第1回「現役ドラフト」の結果
阪神陽川が西武、楽天オコエが巨人など12人移籍「現役ドラフト」は成功だったのか…”モノ言う”評論家の里崎智也氏に見解を聞く
一方で、楽天に指名された広島の正随優弥外野手(26)、ヤクルトに指名された成田翔投手(24)、日ハムに指名された松岡は、今季1軍出場がなく、各球団によってリストアップ選手にレベル差があった。各球団一人を獲得しなければならないルールだったので、12人が移籍したが、2巡目は獲得希望選手がなく実施されなかった。

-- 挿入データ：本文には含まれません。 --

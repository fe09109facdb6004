//! One page session: every component wired together.
//!
//! [`PageSession`] owns the whole interactive state of a loaded page and is
//! the only thing a host talks to:
//!
//! - the [`Accordion`] over the catalog's clients,
//! - the single live [`Carousel`] belonging to the open panel (collapsing or
//!   switching panels tears the old gallery down, which halts its videos),
//! - one [`VisibilityDetector`] per panel plus the skills and experience
//!   sections,
//! - the experience [`Disclosure`] and the workplace gallery it mounts,
//! - the [`Typewriter`] headline,
//! - one [`Preloader`] shared by all of them.
//!
//! Host callbacks that arrive for a gallery which is no longer live (a slide
//! settling after its panel collapsed, say) are ignored.

use crate::accordion::{Accordion, AccordionError, Disclosure, PanelView, ScrollRequest, Toggle};
use crate::carousel::{Carousel, SettleOutcome, VideoElement};
use crate::catalog::{Catalog, CatalogError};
use crate::preload::{CacheWarmer, Preloader};
use crate::typewriter::{Frame, Typewriter, TypewriterTiming};
use crate::visibility::{Rect, RevealOptions, VisibilityDetector};
use serde::Serialize;
use std::collections::BTreeMap;
use std::time::Duration;
use thiserror::Error;

#[derive(Error, Debug)]
pub enum PageError {
    #[error(transparent)]
    Accordion(#[from] AccordionError),
    #[error(transparent)]
    Catalog(#[from] CatalogError),
    #[error("page session has been torn down")]
    TornDown,
}

/// Tunables for a session, normally derived from the site config.
#[derive(Debug, Clone, PartialEq)]
pub struct PageSettings {
    pub panel_reveal: RevealOptions,
    pub skills_reveal: RevealOptions,
    pub experience_reveal: RevealOptions,
    pub scroll_delay: Duration,
    pub typewriter: TypewriterTiming,
    /// `false` when the host cannot observe intersections; every region is
    /// then visible from the start.
    pub observer_supported: bool,
}

impl Default for PageSettings {
    fn default() -> Self {
        Self {
            panel_reveal: RevealOptions::new(0.1, -50.0),
            skills_reveal: RevealOptions::new(0.2, 0.0),
            experience_reveal: RevealOptions::new(0.1, 0.0),
            scroll_delay: Duration::from_millis(100),
            typewriter: TypewriterTiming::default(),
            observer_supported: true,
        }
    }
}

/// A region with its own reveal latch.
#[derive(Debug, Clone, PartialEq, Eq, PartialOrd, Ord, Hash, Serialize)]
#[serde(tag = "kind", content = "id", rename_all = "lowercase")]
pub enum Region {
    Panel(String),
    Skills,
    Experience,
}

/// Which gallery a host callback is about.
#[derive(Debug, Clone, PartialEq, Eq)]
pub enum GalleryKey {
    Panel(String),
    Workplace,
}

/// Everything that came due during [`PageSession::advance`].
#[derive(Debug, Default, Clone, PartialEq, Eq)]
pub struct Tick {
    pub scrolls: Vec<ScrollRequest>,
    pub headline: Vec<Frame>,
}

/// Snapshot of what the host should render.
#[derive(Debug, Clone, PartialEq, Serialize)]
pub struct PageView {
    pub headline: String,
    pub panels: Vec<(String, PanelView)>,
    /// "X / N" for the open panel's gallery.
    pub gallery_counter: Option<String>,
    pub experience_open: bool,
    pub workplace_counter: Option<String>,
    pub revealed: Vec<Region>,
}

pub struct PageSession<W, V> {
    catalog: Catalog,
    settings: PageSettings,
    accordion: Accordion,
    gallery: Option<(String, Carousel<V>)>,
    detectors: BTreeMap<Region, VisibilityDetector>,
    experience: Disclosure,
    workplace_gallery: Option<Carousel<V>>,
    typewriter: Typewriter,
    preloader: Preloader<W>,
    live: bool,
}

impl<W: CacheWarmer, V: VideoElement> PageSession<W, V> {
    pub fn new(catalog: Catalog, settings: PageSettings, warmer: W) -> Result<Self, PageError> {
        catalog.validate()?;
        let accordion = Accordion::new(catalog.panel_entries(), settings.scroll_delay)?;
        let detectors = build_detectors(&catalog, &settings);
        let typewriter = new_typewriter(&catalog, &settings);
        Ok(Self {
            catalog,
            settings,
            accordion,
            gallery: None,
            detectors,
            experience: Disclosure::default(),
            workplace_gallery: None,
            typewriter,
            preloader: Preloader::new(warmer),
            live: true,
        })
    }

    pub fn catalog(&self) -> &Catalog {
        &self.catalog
    }

    pub fn accordion(&self) -> &Accordion {
        &self.accordion
    }

    pub fn preloader(&self) -> &Preloader<W> {
        &self.preloader
    }

    pub fn headline(&self) -> &str {
        self.typewriter.text()
    }

    pub fn is_live(&self) -> bool {
        self.live
    }

    // ------------------------------------------------------------------------
    // Accordion
    // ------------------------------------------------------------------------

    pub fn toggle_panel(&mut self, id: &str) -> Result<Toggle, PageError> {
        if !self.live {
            return Err(PageError::TornDown);
        }
        let toggle = self.accordion.toggle(id)?;
        self.sync_gallery();
        Ok(toggle)
    }

    pub fn next_panel(&mut self) -> Option<Toggle> {
        let toggle = self.accordion.next()?;
        self.sync_gallery();
        Some(toggle)
    }

    pub fn prev_panel(&mut self) -> Option<Toggle> {
        let toggle = self.accordion.prev()?;
        self.sync_gallery();
        Some(toggle)
    }

    /// Keep exactly one live gallery, owned by the open panel.
    fn sync_gallery(&mut self) {
        let open = self.accordion.open_panel_id().map(str::to_string);
        if self.gallery.as_ref().map(|(id, _)| id) == open.as_ref() {
            return;
        }
        if let Some((id, mut old)) = self.gallery.take() {
            log::debug!("tearing down gallery of {id}");
            old.teardown();
        }
        let Some(id) = open else {
            return;
        };
        let Some(client) = self.catalog.client(&id) else {
            return;
        };
        let mut carousel = Carousel::init(client.media_items());
        carousel.mount(&mut self.preloader);
        self.gallery = Some((id, carousel));
    }

    /// The open panel's gallery, if any.
    pub fn gallery(&self) -> Option<&Carousel<V>> {
        self.gallery.as_ref().map(|(_, c)| c)
    }

    pub fn workplace_gallery(&self) -> Option<&Carousel<V>> {
        self.workplace_gallery.as_ref()
    }

    fn carousel_mut(&mut self, key: &GalleryKey) -> Option<&mut Carousel<V>> {
        let found = match key {
            GalleryKey::Panel(id) => self
                .gallery
                .as_mut()
                .filter(|(owner, _)| owner == id)
                .map(|(_, c)| c),
            GalleryKey::Workplace => self.workplace_gallery.as_mut(),
        };
        if found.is_none() {
            log::debug!("callback for {key:?} arrived after its gallery was unmounted");
        }
        found
    }

    // ------------------------------------------------------------------------
    // Gallery callbacks
    // ------------------------------------------------------------------------

    pub fn gallery_next(&mut self, key: &GalleryKey) -> Option<usize> {
        self.carousel_mut(key)?.go_next()
    }

    pub fn gallery_prev(&mut self, key: &GalleryKey) -> Option<usize> {
        self.carousel_mut(key)?.go_prev()
    }

    pub fn slide_settled(&mut self, key: &GalleryKey, index: usize) -> Option<SettleOutcome> {
        let carousel = match key {
            GalleryKey::Panel(id) => self
                .gallery
                .as_mut()
                .filter(|(owner, _)| owner == id)
                .map(|(_, c)| c),
            GalleryKey::Workplace => self.workplace_gallery.as_mut(),
        };
        match carousel {
            Some(carousel) => carousel.on_slide_settled(index, &mut self.preloader),
            None => {
                log::debug!("slide settle for {key:?} ignored: gallery not live");
                None
            }
        }
    }

    pub fn image_loaded(&mut self, key: &GalleryKey, index: usize) -> bool {
        self.carousel_mut(key)
            .is_some_and(|carousel| carousel.mark_loaded(index))
    }

    pub fn mount_video(&mut self, key: &GalleryKey, index: usize, handle: V) -> bool {
        self.carousel_mut(key)
            .is_some_and(|carousel| carousel.mount_video(index, handle))
    }

    // ------------------------------------------------------------------------
    // Visibility
    // ------------------------------------------------------------------------

    /// Feed a geometry sample for `region`. Returns `true` when it reveals.
    pub fn observe_region(&mut self, region: &Region, bounds: &Rect, viewport: &Rect) -> bool {
        match self.detectors.get_mut(region) {
            Some(detector) => detector.observe(bounds, viewport, &mut self.preloader),
            None => false,
        }
    }

    pub fn is_revealed(&self, region: &Region) -> bool {
        self.detectors.get(region).is_some_and(|d| d.is_visible())
    }

    // ------------------------------------------------------------------------
    // Experience section
    // ------------------------------------------------------------------------

    /// Bring the experience section into view without opening anything.
    pub fn jump_to_experience(&self) -> ScrollRequest {
        self.accordion.scroll_to_section(&self.catalog.workplace.id)
    }

    /// Flip "View More Experience". Opening mounts the workplace gallery,
    /// closing tears it down.
    pub fn toggle_experience(&mut self) -> bool {
        if !self.live {
            return false;
        }
        let open = self.experience.toggle();
        if open {
            let mut carousel = Carousel::init(self.catalog.workplace.media_items());
            carousel.mount(&mut self.preloader);
            self.workplace_gallery = Some(carousel);
        } else if let Some(mut carousel) = self.workplace_gallery.take() {
            carousel.teardown();
        }
        open
    }

    pub fn is_experience_open(&self) -> bool {
        self.experience.is_open()
    }

    // ------------------------------------------------------------------------
    // Time
    // ------------------------------------------------------------------------

    /// Move the page clock forward.
    pub fn advance(&mut self, elapsed: Duration) -> Tick {
        if !self.live {
            return Tick::default();
        }
        Tick {
            scrolls: self.accordion.advance(elapsed),
            headline: self.typewriter.advance(elapsed),
        }
    }

    pub fn view(&self) -> PageView {
        PageView {
            headline: self.typewriter.text().to_string(),
            panels: self
                .accordion
                .panels()
                .iter()
                .filter_map(|p| Some((p.id.clone(), self.accordion.view(&p.id)?)))
                .collect(),
            gallery_counter: self.gallery().map(Carousel::counter_label),
            experience_open: self.experience.is_open(),
            workplace_counter: self.workplace_gallery().map(Carousel::counter_label),
            revealed: self
                .detectors
                .iter()
                .filter(|(_, d)| d.is_visible())
                .map(|(r, _)| r.clone())
                .collect(),
        }
    }

    /// Swap in a new catalog.
    ///
    /// The open panel stays open if its id survives, reveal latches of
    /// surviving regions are kept, and the headline restarts only when the
    /// intro changed. Galleries are rebuilt from the new media.
    pub fn replace_catalog(&mut self, catalog: Catalog) -> Result<(), PageError> {
        if !self.live {
            return Err(PageError::TornDown);
        }
        catalog.validate()?;
        let mut accordion = Accordion::new(catalog.panel_entries(), self.settings.scroll_delay)?;
        let still_open = self
            .accordion
            .open_panel_id()
            .filter(|id| catalog.client(id).is_some());
        if let Some(id) = still_open {
            accordion.restore_open(id)?;
        }

        let mut detectors = build_detectors(&catalog, &self.settings);
        for (region, detector) in detectors.iter_mut() {
            if self.is_revealed(region) {
                *detector = VisibilityDetector::unsupported(*detector.options());
            }
        }

        let intro_changed = catalog.intro != self.catalog.intro;

        self.accordion.teardown();
        if let Some((_, mut old)) = self.gallery.take() {
            old.teardown();
        }
        self.accordion = accordion;
        self.detectors = detectors;
        self.catalog = catalog;
        if intro_changed {
            self.typewriter.teardown();
            self.typewriter = new_typewriter(&self.catalog, &self.settings);
        }
        self.sync_gallery();

        if let Some(mut old) = self.workplace_gallery.take() {
            old.teardown();
            if self.experience.is_open() {
                let mut carousel = Carousel::init(self.catalog.workplace.media_items());
                carousel.mount(&mut self.preloader);
                self.workplace_gallery = Some(carousel);
            }
        }
        Ok(())
    }

    /// Cancel every timer, unsubscribe every detector and halt all playback.
    pub fn teardown(&mut self) {
        self.accordion.teardown();
        self.typewriter.teardown();
        for detector in self.detectors.values_mut() {
            detector.teardown();
        }
        if let Some((_, mut carousel)) = self.gallery.take() {
            carousel.teardown();
        }
        if let Some(mut carousel) = self.workplace_gallery.take() {
            carousel.teardown();
        }
        self.experience.close();
        self.live = false;
    }
}

fn build_detectors(catalog: &Catalog, settings: &PageSettings) -> BTreeMap<Region, VisibilityDetector> {
    let detector = |options: RevealOptions, preload: Vec<String>| {
        if settings.observer_supported {
            VisibilityDetector::new(options, preload)
        } else {
            VisibilityDetector::unsupported(options)
        }
    };

    let mut detectors: BTreeMap<_, _> = catalog
        .clients
        .iter()
        .map(|c| {
            (
                Region::Panel(c.id.clone()),
                detector(settings.panel_reveal, c.reveal_preload()),
            )
        })
        .collect();
    detectors.insert(Region::Skills, detector(settings.skills_reveal, Vec::new()));
    detectors.insert(
        Region::Experience,
        detector(settings.experience_reveal, catalog.workplace.reveal_preload()),
    );
    detectors
}

fn new_typewriter(catalog: &Catalog, settings: &PageSettings) -> Typewriter {
    Typewriter::new(
        catalog.intro.name.clone(),
        catalog.intro.phrases.clone(),
        settings.typewriter,
    )
}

里崎氏は、この制度のメリットとデメリット、そして改善点をこう指摘した。
「現役ドラフトの答えは1年後、2年後に出るのだろうが、この制度の導入で、戦力外通告が1年伸びて再チャンスを得たという選手がいるのがメリット。デメリットはトライアウトなど現役ドラフトまでの編成への影響。ただ2巡目が実施されなかったことに象徴されるように球団が任意でリストアップすることで、本当に欲しい選手がそこにいないというケースがかなり出てくる。1巡目でさえ各球団のリストアップに温度差を感じた。この制度の狙いが“出場機会に恵まれない選手の移籍の活性化”であるのならば、球団が任意で2人を選ぶのではなく、メジャーのルール5ドラフトのように、何年以上、1軍登録日数が何日未満のような、ある条件を満たした選手は、全員が自動的にリストアップされるシステムでなければならないと思う。また育成選手もプロ入り3年以上などの条件をつけて対象にすべきでしょう」
選手会が熱望してきた制度が、やっと実現したことは野球界にとって大きな一歩であることは間違いない。ただ「現役ドラフト」を恒久的な存在にするためには、選手側、そして球団サイドも納得のいく実効的な運用制度への改善が必要になってくるだろう。